The Iroquois in the War of 1812


The Iroquois in the War of 1812. By Carl Benn. (Toronto: University of Toronto Press, 1998. xiv + 272 pp., introduction, maps, appendix, notes, bibliography, index.)

The League of the Iroquois emerged from the internecine turmoil of the late fifteenth and early sixteenth centuries in the Lower Great Lakes region of North America. When Europeans began spreading into the region, the League became the foundation of a Native American political confederacy that was comprised first of five, later six, nations that spoke Northern Iroquoian languages. Their compact matrilineal village societies were home bases for Iroquois men who spent much of their time alternating between war and diplomacy before and during the colonial period. Competing Dutch, English, and French enterprises could not afford to ignore the Iroquois, and the Iroquois quickly learned that their own interests were not necessarily identical with those of any of the European powers.

Iroquois war parties destroyed many neighboring nations in the seventeenth century, extirpating, dispersing, or absorbing them in turn. In the eighteenth century they were major players in the wars between the French and the English. Various Iroquois communities were allied to one side or the other until the French were driven off of the continent. Most, but not all, sided with the British in the American Revolution, with the result that afterward many were removed permanently to reserves in Canada. Those that remained loyal to the Americans remained on reservations in New York. The Iroquois role in war and diplomacy seemed to be at an end at the beginning of the nineteenth century, their men domesticated to agricultural pursuits formerly relegated to women. [End Page 493]

Carl Benn has written a history of the last hurrah of the Iroquois as separate allied military units in the wars for North America. In 1812 it was still possible for the Iroquois nations of the United States and Canada to raise fighting units and operate more or less independently in support of American and British military campaigns. Benn shows that even in 1812 the Iroquois were still mindful of their own interests. British commanders were less ambivalent toward Iroquois combatants than American ones were, and the Canadian Iroquois avoided eviction to the West partly because of their loyalty. Many but not all Iroquois on the American side were similarly able to hold on in New York after the war ended.

To traditional Iroquois, war was the natural state of humanity. Peace was desirable but it needed constant tending. When peace failed, they prosecuted war as inexpensively as possible. To them the European willingness to make huge sacrifices in war and then put their faith in supposedly permanent treaties was fatuous. Nevertheless, Iroquois customs of warfare had changed by 1812. They no longer tortured captives, a sign that war had become as depersonalized for them as it was for Europeans. It was the last time that Iroquois soldiers would take scalps or adopt captives.

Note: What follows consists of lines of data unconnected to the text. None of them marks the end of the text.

//! JWT token management
//!
//! Handles creation, validation, and refresh of JWT tokens.

use crate::error::AppError;
use chrono::{Duration, Utc};
use jsonwebtoken::{decode, encode, DecodingKey, EncodingKey, Header, Validation};
use serde::{Deserialize, Serialize};
use uuid::Uuid;

/// Access token expiration (15 minutes)
const ACCESS_TOKEN_EXPIRATION_MINUTES: i64 = 15;

/// Refresh token expiration (7 days)
const REFRESH_TOKEN_EXPIRATION_DAYS: i64 = 7;

/// JWT claims
#[derive(Debug, Serialize, Deserialize, Clone)]
pub struct Claims {
    /// Subject (user ID)
    pub sub: Uuid,
    /// User email
    pub email: String,
    /// Expiration time (Unix timestamp)
    pub exp: i64,
    /// Issued at (Unix timestamp)
    pub iat: i64,
    /// Token type (access or refresh)
    pub token_type: TokenType,
}

#[derive(Debug, Serialize, Deserialize, Clone, Copy, PartialEq)]
#[serde(rename_all = "lowercase")]
pub enum TokenType {
    Access,
    Refresh,
}

/// Token pair response
#[derive(Debug, Serialize)]
#[serde(rename_all = "camelCase")]
pub struct TokenPair {
    pub access_token: String,
    pub refresh_token: String,
    pub token_type: String,
    pub expires_in: i64,
}

fn sign(secret: &str, user_id: Uuid, email: &str, token_type: TokenType) -> Result<String, AppError> {
    let now = Utc::now();
    let lifetime = match token_type {
        TokenType::Access => Duration::minutes(ACCESS_TOKEN_EXPIRATION_MINUTES),
        TokenType::Refresh => Duration::days(REFRESH_TOKEN_EXPIRATION_DAYS),
    };
    let claims = Claims {
        sub: user_id,
        email: email.to_string(),
        exp: (now + lifetime).timestamp(),
        iat: now.timestamp(),
        token_type,
    };

    encode(
        &Header::default(),
        &claims,
        &EncodingKey::from_secret(secret.as_bytes()),
    )
    .map_err(|e| AppError::Internal(format!("Failed to create token: {}", e)))
}

/// Create access and refresh tokens for a user
pub fn create_tokens(secret: &str, user_id: Uuid, email: &str) -> Result<TokenPair, AppError> {
    Ok(TokenPair {
        access_token: sign(secret, user_id, email, TokenType::Access)?,
        refresh_token: sign(secret, user_id, email, TokenType::Refresh)?,
        token_type: "Bearer".to_string(),
        expires_in: ACCESS_TOKEN_EXPIRATION_MINUTES * 60,
    })
}

/// Decode and validate a JWT token
pub fn decode_token(secret: &str, token: &str) -> Result<Claims, AppError> {
    let token_data = decode::<Claims>(
        token,
        &DecodingKey::from_secret(secret.as_bytes()),
        &Validation::default(),
    )
    .map_err(|e| match e.kind() {
        jsonwebtoken::errors::ErrorKind::ExpiredSignature => {
            AppError::Unauthorized("Token expired".to_string())
        }
        jsonwebtoken::errors::ErrorKind::InvalidToken => {
            AppError::Unauthorized("Invalid token".to_string())
        }
        _ => AppError::Unauthorized(format!("Token validation failed: {}", e)),
    })?;

    Ok(token_data.claims)
}

/// Refresh tokens using a valid refresh token
pub fn refresh_tokens(secret: &str, refresh_token: &str) -> Result<TokenPair, AppError> {
    let claims = decode_token(secret, refresh_token)?;

    if claims.token_type != TokenType::Refresh {
        return Err(AppError::Unauthorized("Invalid token type for refresh".to_string()));
    }

    create_tokens(secret, claims.sub, &claims.email)
}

The book offers good historiography throughout. But chapter three stands out as something special. Here the reader finds out how military organization and technology were integrated around the beginning of the nineteenth century. It is an unusually lucid discussion of Iroquois troops as light infantry and their strategic and tactical importance. Far from being the erratic and uncontrolled auxiliaries portrayed in popular books and films, Iroquois units played vital roles in the armies that were lucky enough to have them. As skirmishers, scouts, rear guards, ambushers, and fast-moving flanking units, they were unsurpassed. They were trained in the hunt and in individual combat from early youth, and they were superb marksmen. Their very presence was a psychological weapon, for terror is not a twentieth-century invention. While it is currently popular to ridicule the rigid masses of brightly-colored regular infantry of the Napoleonic era, well-ordered regiments firing muskets in unison won wars, even in North America. But to achieve maximum effectiveness, they needed the integrated support of light infantry, and that is what the Iroquois and other American...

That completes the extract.